In connection with the Services Agreement, on February 12, 2024, the Company entered into an Intangibles Assets and Machinery Option To Purchase Agreement with Afritex (the "Option Agreement"). Pursuant to the Option Agreement, the Company has the option to purchase Afritex's intangible assets, machinery and equipment set forth in the Option Agreement for a purchase price of $554,714 for machinery and equipment and 5,000,000 shares of the Company's common stock were issued on February 12, 2024 to be held in escrow, for intangible assets. In addition, for one year from the date of the Option Agreement, Afritex has an option to purchase up to $1,000,000 shares of the Company's common stock at a 10% discount to the lowest volume-weighted average price in the immediately prior five days. The sale of any shares acquired by Afritex under the Option Agreement are subject to a "leak-out" provision as set forth in the Option Agreement. The closing of the Option Agreement is subject to, among other things, the successful restructuring of Afritex's accounts payable debts so that no individual debt of $85,000 or aggregate debt of more than $325,000 is outstanding. The Option Agreement may be terminated if, among others, the closing has not occurred within 90 days, unless extended for two additional 30-day periods at the Company's sole discretion. To date, the Company has not exercised its option to purchase such intangibles assets, machinery and equipment.

Eagle Rising Agreement

On April 4, 2024, the Company entered into a two-year contract manufacturing agreement with Afritex Ventures, Inc., a Texas corporation and a commercial manufacturer of food products (the "Supplier), and Eagle Rising Food Solutions LLC, a Florida corporation and a national seafood distributor (the "Buyer"), effective March 21, 2024. The agreement automatically renews for successive one year terms if not terminated by either party at least sixty days prior to the end of the then current term. Pursuant to the agreement, the Supplier will manufacture certain food products and provide consulting services to Buyer based on Buyer's purchase orders. The Buyer granted the Supplier a non-exclusive, worldwide, royalty-free license to use its trademarks for such products. Under the agreement, the Supplier is responsible for product production and certain storage and the Buyer is responsible for the cost of freight and delivery of the products and is required to pay invoices within 35 days of receipt of the products. Late payments are subject to interest of 1% of the outstanding amount per month. The agreement may be terminated in the event of certain defaults which are not cured as set forth in the agreement. Either party may terminate the agreement in the event of the other party's insolvency or inability to meet obligations, (ii) filing of voluntary or involuntary petition of bankruptcy, (iii) institution of legal proceedings against the other party by creditors or stockholders, or (iv) appointment of a receiver.

The Hart Note

On April 16, 2024 the Company entered into a securities purchase agreement with Hart Associates, LLC, a Delaware limited liability company (the "Hart"), pursuant to which the Company issued to Hart a promissory note in the principal amount of $300,000 (the "Hart Note"). In connection with the issuance of the Hart Note the Company will issue 500,000 shares of its restricted common stock to Hart. The Hart Note will have a one-time interest payment of $50,000 payable on the maturity date of May 15, 2024, which can be extended up to 90 days. The proceeds from the sale of the Hart Note are for general working capital.

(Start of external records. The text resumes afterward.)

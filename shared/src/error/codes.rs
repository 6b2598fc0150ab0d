//! Unified error codes for the dairy server
//!
//! Error codes are shared between the server and the SPA frontend and are
//! organized by category:
//! - 0xxx: General errors
//! - 1xxx: Authentication errors
//! - 2xxx: Permission errors
//! - 3xxx: Customer errors
//! - 4xxx: Milk entry errors
//! - 9xxx: System errors

use serde::{Deserialize, Serialize};
use std::fmt;

/// Unified error code enum
///
/// All error codes are represented as u16 values for efficient serialization
/// and cross-language compatibility (Rust, TypeScript, etc.)
#[derive(Debug, Clone, Copy, PartialEq, Eq, Hash, Serialize, Deserialize)]
#[serde(into = "u16", try_from = "u16")]
#[repr(u16)]
pub enum ErrorCode {
    // ==================== 0xxx: General ====================
    /// Operation completed successfully
    Success = 0,
    /// Unknown error
    Unknown = 1,
    /// Validation failed
    ValidationFailed = 2,
    /// Resource not found
    NotFound = 3,
    /// Resource already exists
    AlreadyExists = 4,
    /// Invalid request
    InvalidRequest = 5,
    /// Invalid format
    InvalidFormat = 6,
    /// Required field missing
    RequiredField = 7,
    /// Value out of range
    ValueOutOfRange = 8,

    // ==================== 1xxx: Auth ====================
    /// User is not authenticated
    NotAuthenticated = 1001,
    /// Invalid credentials (username/password)
    InvalidCredentials = 1002,
    /// Token has expired
    TokenExpired = 1003,
    /// Token is invalid
    TokenInvalid = 1004,
    /// Refresh token missing from request
    RefreshTokenRequired = 1005,
    /// Refresh token unknown or failed verification
    RefreshTokenInvalid = 1006,
    /// Admin registration secret mismatch
    AdminSecretInvalid = 1007,
    /// New password equals the current one
    PasswordUnchanged = 1008,
    /// Current password does not match
    CurrentPasswordIncorrect = 1009,
    /// Admin username already taken
    UsernameExists = 1010,

    // ==================== 2xxx: Permission ====================
    /// Permission denied
    PermissionDenied = 2001,
    /// Admin or owner role required
    AdminRequired = 2002,
    /// Customer tried to read another customer's data
    CustomerScopeViolation = 2003,

    // ==================== 3xxx: Customer ====================
    /// Customer not found
    CustomerNotFound = 3001,
    /// Another customer already uses the mobile number
    CustomerMobileExists = 3002,
    /// Base fat rate is negative or not a number
    CustomerInvalidRate = 3003,

    // ==================== 4xxx: Milk entry ====================
    /// Milk entry not found
    MilkEntryNotFound = 4001,
    /// Liters or fat is negative or not a number
    MilkEntryInvalidQuantity = 4002,
    /// Date could not be parsed
    MilkEntryInvalidDate = 4003,
    /// Session is neither morning nor evening
    MilkEntryInvalidSession = 4004,

    // ==================== 9xxx: System ====================
    /// Internal server error
    InternalError = 9001,
    /// Database error
    DatabaseError = 9002,
    /// Operation timeout
    TimeoutError = 9004,
    /// Configuration error
    ConfigError = 9005,
}

impl ErrorCode {
    /// Get the numeric code value
    #[inline]
    pub const fn code(&self) -> u16 {
        *self as u16
    }

    /// Check if this is a success code
    #[inline]
    pub const fn is_success(&self) -> bool {
        matches!(self, ErrorCode::Success)
    }

    /// Get the developer-facing English message for this error code
    pub const fn message(&self) -> &'static str {
        match self {
            // General
            ErrorCode::Success => "Operation completed successfully",
            ErrorCode::Unknown => "An unknown error occurred",
            ErrorCode::ValidationFailed => "Validation failed",
            ErrorCode::NotFound => "Resource not found",
            ErrorCode::AlreadyExists => "Resource already exists",
            ErrorCode::InvalidRequest => "Invalid request",
            ErrorCode::InvalidFormat => "Invalid format",
            ErrorCode::RequiredField => "Required field is missing",
            ErrorCode::ValueOutOfRange => "Value is out of range",

            // Auth
            ErrorCode::NotAuthenticated => "User is not authenticated",
            ErrorCode::InvalidCredentials => "Invalid username or password",
            ErrorCode::TokenExpired => "Authentication token has expired",
            ErrorCode::TokenInvalid => "Authentication token is invalid",
            ErrorCode::RefreshTokenRequired => "Refresh token is required",
            ErrorCode::RefreshTokenInvalid => "Refresh token is invalid",
            ErrorCode::AdminSecretInvalid => "Invalid admin secret",
            ErrorCode::PasswordUnchanged => "New password must differ from the current one",
            ErrorCode::CurrentPasswordIncorrect => "Current password is incorrect",
            ErrorCode::UsernameExists => "Username already exists",

            // Permission
            ErrorCode::PermissionDenied => "Permission denied",
            ErrorCode::AdminRequired => "Administrator role is required",
            ErrorCode::CustomerScopeViolation => "Customers may only access their own records",

            // Customer
            ErrorCode::CustomerNotFound => "Customer not found",
            ErrorCode::CustomerMobileExists => "Customer with this mobile number already exists",
            ErrorCode::CustomerInvalidRate => "Base fat rate must be a non-negative number",

            // Milk entry
            ErrorCode::MilkEntryNotFound => "Milk entry not found",
            ErrorCode::MilkEntryInvalidQuantity => "Liters and fat must be non-negative numbers",
            ErrorCode::MilkEntryInvalidDate => "Invalid date",
            ErrorCode::MilkEntryInvalidSession => "Session must be morning or evening",

            // System
            ErrorCode::InternalError => "Internal server error",
            ErrorCode::DatabaseError => "Database error",
            ErrorCode::TimeoutError => "Operation timed out",
            ErrorCode::ConfigError => "Configuration error",
        }
    }
}

impl From<ErrorCode> for u16 {
    #[inline]
    fn from(code: ErrorCode) -> Self {
        code.code()
    }
}

/// Error when converting from an invalid u16 to ErrorCode
#[derive(Debug, Clone, Copy, PartialEq, Eq)]
pub struct InvalidErrorCode(pub u16);

impl fmt::Display for InvalidErrorCode {
    fn fmt(&self, f: &mut fmt::Formatter<'_>) -> fmt::Result {
        write!(f, "invalid error code: {}", self.0)
    }
}

impl std::error::Error for InvalidErrorCode {}

impl TryFrom<u16> for ErrorCode {
    type Error = InvalidErrorCode;

    fn try_from(value: u16) -> Result<Self, Self::Error> {
        match value {
            // General
            0 => Ok(ErrorCode::Success),
            1 => Ok(ErrorCode::Unknown),
            2 => Ok(ErrorCode::ValidationFailed),
            3 => Ok(ErrorCode::NotFound),
            4 => Ok(ErrorCode::AlreadyExists),
            5 => Ok(ErrorCode::InvalidRequest),
            6 => Ok(ErrorCode::InvalidFormat),
            7 => Ok(ErrorCode::RequiredField),
            8 => Ok(ErrorCode::ValueOutOfRange),

            // Auth
            1001 => Ok(ErrorCode::NotAuthenticated),
            1002 => Ok(ErrorCode::InvalidCredentials),
            1003 => Ok(ErrorCode::TokenExpired),
            1004 => Ok(ErrorCode::TokenInvalid),
            1005 => Ok(ErrorCode::RefreshTokenRequired),
            1006 => Ok(ErrorCode::RefreshTokenInvalid),
            1007 => Ok(ErrorCode::AdminSecretInvalid),
            1008 => Ok(ErrorCode::PasswordUnchanged),
            1009 => Ok(ErrorCode::CurrentPasswordIncorrect),
            1010 => Ok(ErrorCode::UsernameExists),

            // Permission
            2001 => Ok(ErrorCode::PermissionDenied),
            2002 => Ok(ErrorCode::AdminRequired),
            2003 => Ok(ErrorCode::CustomerScopeViolation),

            // Customer
            3001 => Ok(ErrorCode::CustomerNotFound),
            3002 => Ok(ErrorCode::CustomerMobileExists),
            3003 => Ok(ErrorCode::CustomerInvalidRate),

            // Milk entry
            4001 => Ok(ErrorCode::MilkEntryNotFound),
            4002 => Ok(ErrorCode::MilkEntryInvalidQuantity),
            4003 => Ok(ErrorCode::MilkEntryInvalidDate),
            4004 => Ok(ErrorCode::MilkEntryInvalidSession),

            // System
            9001 => Ok(ErrorCode::InternalError),
            9002 => Ok(ErrorCode::DatabaseError),
            9004 => Ok(ErrorCode::TimeoutError),
            9005 => Ok(ErrorCode::ConfigError),

            _ => Err(InvalidErrorCode(value)),
        }
    }
}

impl fmt::Display for ErrorCode {
    fn fmt(&self, f: &mut fmt::Formatter<'_>) -> fmt::Result {
        write!(f, "{}", self.code())
    }
}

The Company may prepay the Hart Note at any time without penalty. Any failure on the Company's part to comply with the material terms of the Hart Note will be considered an event of default and the principal sum of the Hart Note will increase by 20% of the outstanding owed balance for each subsequent 30 days it remains in default.

The Diagonal Note

On April 16, 2024 the Company issued to 1800 Diagonal Lending LLC, a Virginia limited liability company, a convertible promissory note in the principal amount of $138,000 which had an original issue discount of $23,000 (the "Diagonal Note"). The Diagonal Note has a one-time interest payment of $26,220 paid upon issuance and a maturity date of January 15, 2025. The proceeds from the sale of the Diagonal Note are for general working capital.

Upon the occurrence of an event of default as described in the Diagonal Note, the Diagonal Note will become immediately due and payable at a default interest rate of 150% of the then outstanding principal amount of the Diagonal Note. Additionally Diagonal will have the right to convert all or any part of the outstanding and unpaid amount of the Diagonal Note into fully paid and non-assessable shares of the Company's common stock at a conversion price of 61% of the Market Price as described in the Diagonal Note.

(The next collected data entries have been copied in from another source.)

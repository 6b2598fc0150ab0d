//! Shared types for the dairy collection server
//!
//! Common types used across crates: the unified error system, API
//! request/response DTOs and small utilities.

pub mod client;
pub mod error;
pub mod models;
pub mod util;

// Re-exports
pub use axum::{Json, body};
pub use http;
pub use serde::{Deserialize, Serialize};
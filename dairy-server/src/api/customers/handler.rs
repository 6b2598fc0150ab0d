//! Customer API Handlers

use axum::{
    Json,
    extract::{Path, State},
};
use http::StatusCode;

use crate::core::ServerState;
use crate::db::models::{Customer, CustomerCreate, CustomerUpdate};
use crate::db::repository::{CUSTOMER_TABLE, RepoError, parse_record_id};
use crate::utils::validation::{
    MAX_NAME_LEN, MAX_SHORT_TEXT_LEN, require, validate_non_negative, validate_optional_text,
    validate_required_text,
};
use crate::utils::{ApiResponse, AppError, AppResult, ErrorCode, created, ok_with_message};

use shared::models as dto;

/// Map repository failures onto customer error codes
fn customer_error(id: &str) -> impl FnOnce(RepoError) -> AppError + '_ {
    move |e| match e {
        RepoError::NotFound(_) => AppError::customer_not_found(id),
        RepoError::Duplicate(msg) => AppError::with_message(ErrorCode::CustomerMobileExists, msg),
        other => other.into(),
    }
}

fn parse_customer_id(raw: &str) -> AppResult<surrealdb::RecordId> {
    parse_record_id(CUSTOMER_TABLE, raw).map_err(|_| AppError::customer_not_found(raw))
}

/// List all customers (ordered by name)
pub async fn list(State(state): State<ServerState>) -> AppResult<Json<ApiResponse<Vec<Customer>>>> {
    let customers = state.customers().find_all().await?;
    Ok(ok_with_message(customers, "Customers fetched successfully"))
}

/// Get customer by id
pub async fn get_by_id(
    State(state): State<ServerState>,
    Path(id): Path<String>,
) -> AppResult<Json<ApiResponse<Customer>>> {
    let record = parse_customer_id(&id)?;
    let customer = state
        .customers()
        .find_by_id(&record)
        .await?
        .ok_or_else(|| AppError::customer_not_found(&id))?;
    Ok(ok_with_message(customer, "Customer fetched successfully"))
}

/// Create a new customer
pub async fn create(
    State(state): State<ServerState>,
    Json(payload): Json<dto::CustomerCreate>,
) -> AppResult<(StatusCode, Json<ApiResponse<Customer>>)> {
    let full_name = require(payload.full_name, "fullName")?;
    let mobile = require(payload.mobile, "mobile")?;
    let base_fat_rate = require(payload.base_fat_rate, "baseFatRate")?;

    validate_required_text(&full_name, "fullName", MAX_NAME_LEN)?;
    validate_required_text(&mobile, "mobile", MAX_SHORT_TEXT_LEN)?;
    validate_non_negative(base_fat_rate, "baseFatRate", ErrorCode::CustomerInvalidRate)?;

    let customer = state
        .customers()
        .create(CustomerCreate {
            full_name: full_name.trim().to_string(),
            mobile: mobile.trim().to_string(),
            base_fat_rate,
            payment_mode: payload.payment_mode.unwrap_or_default(),
        })
        .await
        .map_err(customer_error(&mobile))?;

    tracing::info!(
        customer_id = %customer.id_string(),
        base_fat_rate = customer.base_fat_rate,
        payment_mode = customer.payment_mode.as_str(),
        "Customer created"
    );

    Ok(created(customer, "Customer added successfully"))
}

/// Update a customer; absent fields are kept
pub async fn update(
    State(state): State<ServerState>,
    Path(id): Path<String>,
    Json(payload): Json<dto::CustomerUpdate>,
) -> AppResult<Json<ApiResponse<Customer>>> {
    let record = parse_customer_id(&id)?;

    validate_optional_text(&payload.full_name, "fullName", MAX_NAME_LEN)?;
    validate_optional_text(&payload.mobile, "mobile", MAX_SHORT_TEXT_LEN)?;
    if let Some(rate) = payload.base_fat_rate {
        validate_non_negative(rate, "baseFatRate", ErrorCode::CustomerInvalidRate)?;
    }

    // Empty strings keep the stored value
    let non_empty = |v: Option<String>| v.filter(|s| !s.trim().is_empty());

    let customer = state
        .customers()
        .update(
            &record,
            CustomerUpdate {
                full_name: non_empty(payload.full_name),
                mobile: non_empty(payload.mobile),
                base_fat_rate: payload.base_fat_rate,
                payment_mode: payload.payment_mode,
            },
        )
        .await
        .map_err(customer_error(&id))?;

    tracing::info!(customer_id = %customer.id_string(), "Customer updated");

    Ok(ok_with_message(customer, "Customer updated successfully"))
}

/// Hard delete a customer; milk entries are kept
pub async fn delete(
    State(state): State<ServerState>,
    Path(id): Path<String>,
) -> AppResult<Json<ApiResponse<()>>> {
    let record = parse_customer_id(&id)?;
    if !state.customers().delete(&record).await? {
        return Err(AppError::customer_not_found(&id));
    }

    tracing::info!(customer_id = %record, "Customer deleted");

    Ok(Json(ApiResponse::success_with_message(
        "Customer deleted successfully",
        (),
    )))
}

So long as the Company has any obligation under the Diagonal Note, the Company shall not, without Diagonal's written consent, sell, lease or otherwise dispose of any significant portion of its assets outside the ordinary course of business. The Company will reserve from its authorized and issued common stock a sufficient number of shares to provide for the issuance of shares upon the full conversion of the Diagonal Note.

Corporate Information

We were incorporated on October 17, 2017 in the State of Delaware as a blank check company to be used as a vehicle to pursue a business combination. Prior to the Merger, we engaged in organizational efforts. Following the Merger, we discontinued our prior activities of seeking a business for a merger or acquisition and acquired the business of John Keeler & Co. Inc., d/b/a Blue Star Foods, a Florida corporation formed on May 5, 1995. Our executive offices are located at 3000 NW 109th Avenue, Miami, Florida 33172 and our telephone number is (305) 836-6858. Our website address is https://bluestarfoods.com/. Except for any documents that are incorporated by reference into this prospectus that may be accessed from our website, the information available on or through our website is not part of this prospectus.

THE OFFERING

Common Stock offered by us Shares of our common stock having an aggregate offering price of up to $2,199,769, or up to 37,284,220 shares, assuming sales at a price of $0.0590 per share, which was the closing price of our common stock on the Nasdaq on April 29, 2024. The actual number of shares issued will vary depending on the sales price under this offering.
Common Stock to be outstanding immediately after the offering 84,944,015 shares, assuming issuance of 37,284,220 shares, assuming sales at a price of $0.0590 per share, which was the closing price of our common stock on the Nasdaq on April 29, 2024.
Nasdaq Capital Market Symbol BSFC
S-6

Use of proceeds

We intend to use the net proceeds, if any, from this offering for working capital and general corporate purposes and to repay certain indebtedness.

Plan of Distribution "At the market offering" that may be made from time to time through or to Wainwright, as sales agent or principal. See "Plan of Distribution" on page 18.
Risk factors You should carefully read "Risk Factors" in this prospectus for a discussion of factors that you should consider before deciding to invest in our Common Stock.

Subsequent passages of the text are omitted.